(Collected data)
Start of Block

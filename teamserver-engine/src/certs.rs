//! Certificate authority manager.
//!
//! Authorities are namespaced by [`CaType`] and persisted as PEM pairs under
//! the application's `certs/` directory. Leaf certificates are signed by the
//! authority of their type and stored in the database, split into the client
//! and server [`Namespace`]s.

use std::fmt;
use std::path::{Path, PathBuf};
use std::sync::Arc;

use parking_lot::{Mutex, RwLock};
use teamserver_core::error::{Error, Result};
use teamserver_core::tls::{self, CertKeyPair, LeafRole};
use tracing::{debug, info};

use crate::store::Database;

/// Purpose tag of a certificate authority, e.g. `user`.
#[derive(Debug, Clone, PartialEq, Eq, Hash)]
pub struct CaType(String);

impl CaType {
    /// Authority for user identities and the server leaf presented to them.
    pub const USER: &'static str = "user";

    pub fn new(tag: &str) -> Result<Self> {
        let valid = !tag.is_empty()
            && tag
                .chars()
                .all(|c| c.is_ascii_alphanumeric() || c == '-' || c == '_');
        if valid {
            Ok(Self(tag.to_string()))
        } else {
            Err(Error::Certificate(format!("invalid authority type {tag:?}")))
        }
    }

    #[must_use]
    pub fn user() -> Self {
        Self(Self::USER.to_string())
    }

    #[must_use]
    pub fn as_str(&self) -> &str {
        &self.0
    }
}

impl fmt::Display for CaType {
    fn fmt(&self, f: &mut fmt::Formatter<'_>) -> fmt::Result {
        f.write_str(&self.0)
    }
}

#[derive(Debug, Clone, Copy, PartialEq, Eq, Hash)]
pub enum Namespace {
    Client,
    Server,
}

impl Namespace {
    #[must_use]
    pub fn as_str(self) -> &'static str {
        match self {
            Self::Client => "client",
            Self::Server => "server",
        }
    }
}

impl fmt::Display for Namespace {
    fn fmt(&self, f: &mut fmt::Formatter<'_>) -> fmt::Result {
        f.write_str(self.as_str())
    }
}

/// Receives synchronous notification when a leaf certificate is revoked.
pub trait RevocationListener: Send + Sync {
    fn on_revoked(&self, ca_type: &CaType, namespace: Namespace, subject: &str);
}

pub struct CertificateManager {
    app: String,
    certs_dir: PathBuf,
    db: Arc<Database>,
    generation: Mutex<()>,
    listeners: RwLock<Vec<Arc<dyn RevocationListener>>>,
}

impl CertificateManager {
    pub fn new(app: &str, certs_dir: impl Into<PathBuf>, db: Arc<Database>) -> Self {
        Self {
            app: app.to_string(),
            certs_dir: certs_dir.into(),
            db,
            generation: Mutex::new(()),
            listeners: RwLock::new(Vec::new()),
        }
    }

    pub fn add_revocation_listener(&self, listener: Arc<dyn RevocationListener>) {
        self.listeners.write().push(listener);
    }

    fn ca_paths(&self, ca_type: &CaType) -> (PathBuf, PathBuf) {
        let stem = format!("{}_{}", self.app, ca_type);
        (
            self.certs_dir.join(format!("{stem}-ca-cert.pem")),
            self.certs_dir.join(format!("{stem}-ca-key.pem")),
        )
    }

    /// Loads the authority of `ca_type`, generating and persisting it on
    /// first use. Concurrent first calls produce a single authority.
    pub fn get_or_create_ca(&self, ca_type: &CaType) -> Result<CertKeyPair> {
        let _guard = self.generation.lock();
        if let Some(ca) = self.load_ca(ca_type)? {
            return Ok(ca);
        }

        let ca = tls::generate_ca(&format!("{}_{}-ca", self.app, ca_type))
            .map_err(|e| Error::Certificate(format!("{e:#}")))?;
        self.persist_ca(ca_type, &ca)?;
        info!(ca_type = %ca_type, dir = %self.certs_dir.display(), "Generated certificate authority");
        Ok(ca)
    }

    fn load_ca(&self, ca_type: &CaType) -> Result<Option<CertKeyPair>> {
        let (cert_path, key_path) = self.ca_paths(ca_type);
        let cert_pem = read_optional(&cert_path)?;
        let key_pem = read_optional(&key_path)?;
        match (cert_pem, key_pem) {
            (Some(cert_pem), Some(key_pem)) => {
                check_ca_pair(&cert_pem, &key_pem)?;
                Ok(Some(CertKeyPair { cert_pem, key_pem }))
            }
            (None, None) => Ok(None),
            _ => Err(Error::Certificate(format!(
                "incomplete {ca_type} authority in {}: both certificate and key are required",
                self.certs_dir.display()
            ))),
        }
    }

    fn persist_ca(&self, ca_type: &CaType, ca: &CertKeyPair) -> Result<()> {
        let (cert_path, key_path) = self.ca_paths(ca_type);
        for (path, pem) in [(&key_path, &ca.key_pem), (&cert_path, &ca.cert_pem)] {
            teamserver_core::fs::write_atomic(path, pem.as_bytes())
                .map_err(|e| Error::Certificate(format!("{e:#}")))?;
        }
        Ok(())
    }

    /// Issues a leaf for `common_name` signed by the `ca_type` authority and
    /// stores it, replacing any earlier leaf for the same subject.
    pub fn issue_leaf_certificate(
        &self,
        ca_type: &CaType,
        common_name: &str,
        is_server: bool,
    ) -> Result<CertKeyPair> {
        let ca = self.get_or_create_ca(ca_type)?;
        let (role, namespace) = if is_server {
            (LeafRole::Server, Namespace::Server)
        } else {
            (LeafRole::Client, Namespace::Client)
        };

        let leaf = tls::issue_leaf(&ca, common_name, role)
            .map_err(|e| Error::Certificate(format!("{e:#}")))?;
        self.db
            .upsert_leaf(ca_type.as_str(), namespace.as_str(), common_name, &leaf)?;
        debug!(ca_type = %ca_type, namespace = %namespace, subject = common_name, "Issued leaf certificate");
        Ok(leaf)
    }

    pub fn get_leaf_certificate(
        &self,
        ca_type: &CaType,
        namespace: Namespace,
        name: &str,
    ) -> Result<CertKeyPair> {
        self.db
            .get_leaf(ca_type.as_str(), namespace.as_str(), name)?
            .ok_or_else(|| Error::NotFound(format!("{namespace} certificate {name:?}")))
    }

    pub fn list_leaf_certificates(&self, ca_type: &CaType, namespace: Namespace) -> Result<Vec<String>> {
        self.db.list_leaf_subjects(ca_type.as_str(), namespace.as_str())
    }

    /// Deletes the stored leaf and notifies every revocation listener before
    /// returning.
    pub fn revoke_leaf_certificate(
        &self,
        ca_type: &CaType,
        namespace: Namespace,
        name: &str,
    ) -> Result<()> {
        if !self.db.delete_leaf(ca_type.as_str(), namespace.as_str(), name)? {
            return Err(Error::NotFound(format!("{namespace} certificate {name:?}")));
        }

        let listeners = self.listeners.read().clone();
        for listener in &listeners {
            listener.on_revoked(ca_type, namespace, name);
        }
        info!(ca_type = %ca_type, namespace = %namespace, subject = name, "Revoked leaf certificate");
        Ok(())
    }

    /// Replaces the `ca_type` authority with externally supplied material.
    ///
    /// Leaves issued by a previous authority are not re-signed.
    pub fn import_ca(&self, ca_type: &CaType, cert_pem: &str, key_pem: &str) -> Result<()> {
        check_ca_pair(cert_pem, key_pem)?;
        let _guard = self.generation.lock();
        self.persist_ca(
            ca_type,
            &CertKeyPair {
                cert_pem: cert_pem.to_string(),
                key_pem: key_pem.to_string(),
            },
        )?;
        info!(ca_type = %ca_type, "Imported certificate authority");
        Ok(())
    }

    /// Returns the persisted authority of `ca_type`, generating it first if
    /// needed.
    pub fn export_ca(&self, ca_type: &CaType) -> Result<CertKeyPair> {
        self.get_or_create_ca(ca_type)
    }
}

fn read_optional(path: &Path) -> Result<Option<String>> {
    match std::fs::read_to_string(path) {
        Ok(pem) => Ok(Some(pem)),
        Err(e) if e.kind() == std::io::ErrorKind::NotFound => Ok(None),
        Err(e) => Err(Error::Certificate(format!(
            "failed to read {}: {e}",
            path.display()
        ))),
    }
}

fn check_ca_pair(cert_pem: &str, key_pem: &str) -> Result<()> {
    let is_ca = tls::is_ca_certificate(cert_pem).map_err(|e| Error::Certificate(format!("{e:#}")))?;
    if !is_ca {
        return Err(Error::Certificate("certificate is not a CA".into()));
    }
    let matches = tls::key_matches_certificate(cert_pem, key_pem)
        .map_err(|e| Error::Certificate(format!("{e:#}")))?;
    if !matches {
        return Err(Error::Certificate(
            "private key does not match the authority certificate".into(),
        ));
    }
    Ok(())
}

End of Block

| Assignment |
From the records above, quote only the lines running from the line with "f.write_str(&self.0)" to the line with "pub fn add_revocation_listener(&self, listener: Arc<dyn", both lines included.

| Task response |
        f.write_str(&self.0)
    }
}

#[derive(Debug, Clone, Copy, PartialEq, Eq, Hash)]
pub enum Namespace {
    Client,
    Server,
}

impl Namespace {
    #[must_use]
    pub fn as_str(self) -> &'static str {
        match self {
            Self::Client => "client",
            Self::Server => "server",
        }
    }
}

impl fmt::Display for Namespace {
    fn fmt(&self, f: &mut fmt::Formatter<'_>) -> fmt::Result {
        f.write_str(self.as_str())
    }
}

/// Receives synchronous notification when a leaf certificate is revoked.
pub trait RevocationListener: Send + Sync {
    fn on_revoked(&self, ca_type: &CaType, namespace: Namespace, subject: &str);
}

pub struct CertificateManager {
    app: String,
    certs_dir: PathBuf,
    db: Arc<Database>,
    generation: Mutex<()>,
    listeners: RwLock<Vec<Arc<dyn RevocationListener>>>,
}

impl CertificateManager {
    pub fn new(app: &str, certs_dir: impl Into<PathBuf>, db: Arc<Database>) -> Self {
        Self {
            app: app.to_string(),
            certs_dir: certs_dir.into(),
            db,
            generation: Mutex::new(()),
            listeners: RwLock::new(Vec::new()),
        }
    }

    pub fn add_revocation_listener(&self, listener: Arc<dyn RevocationListener>) {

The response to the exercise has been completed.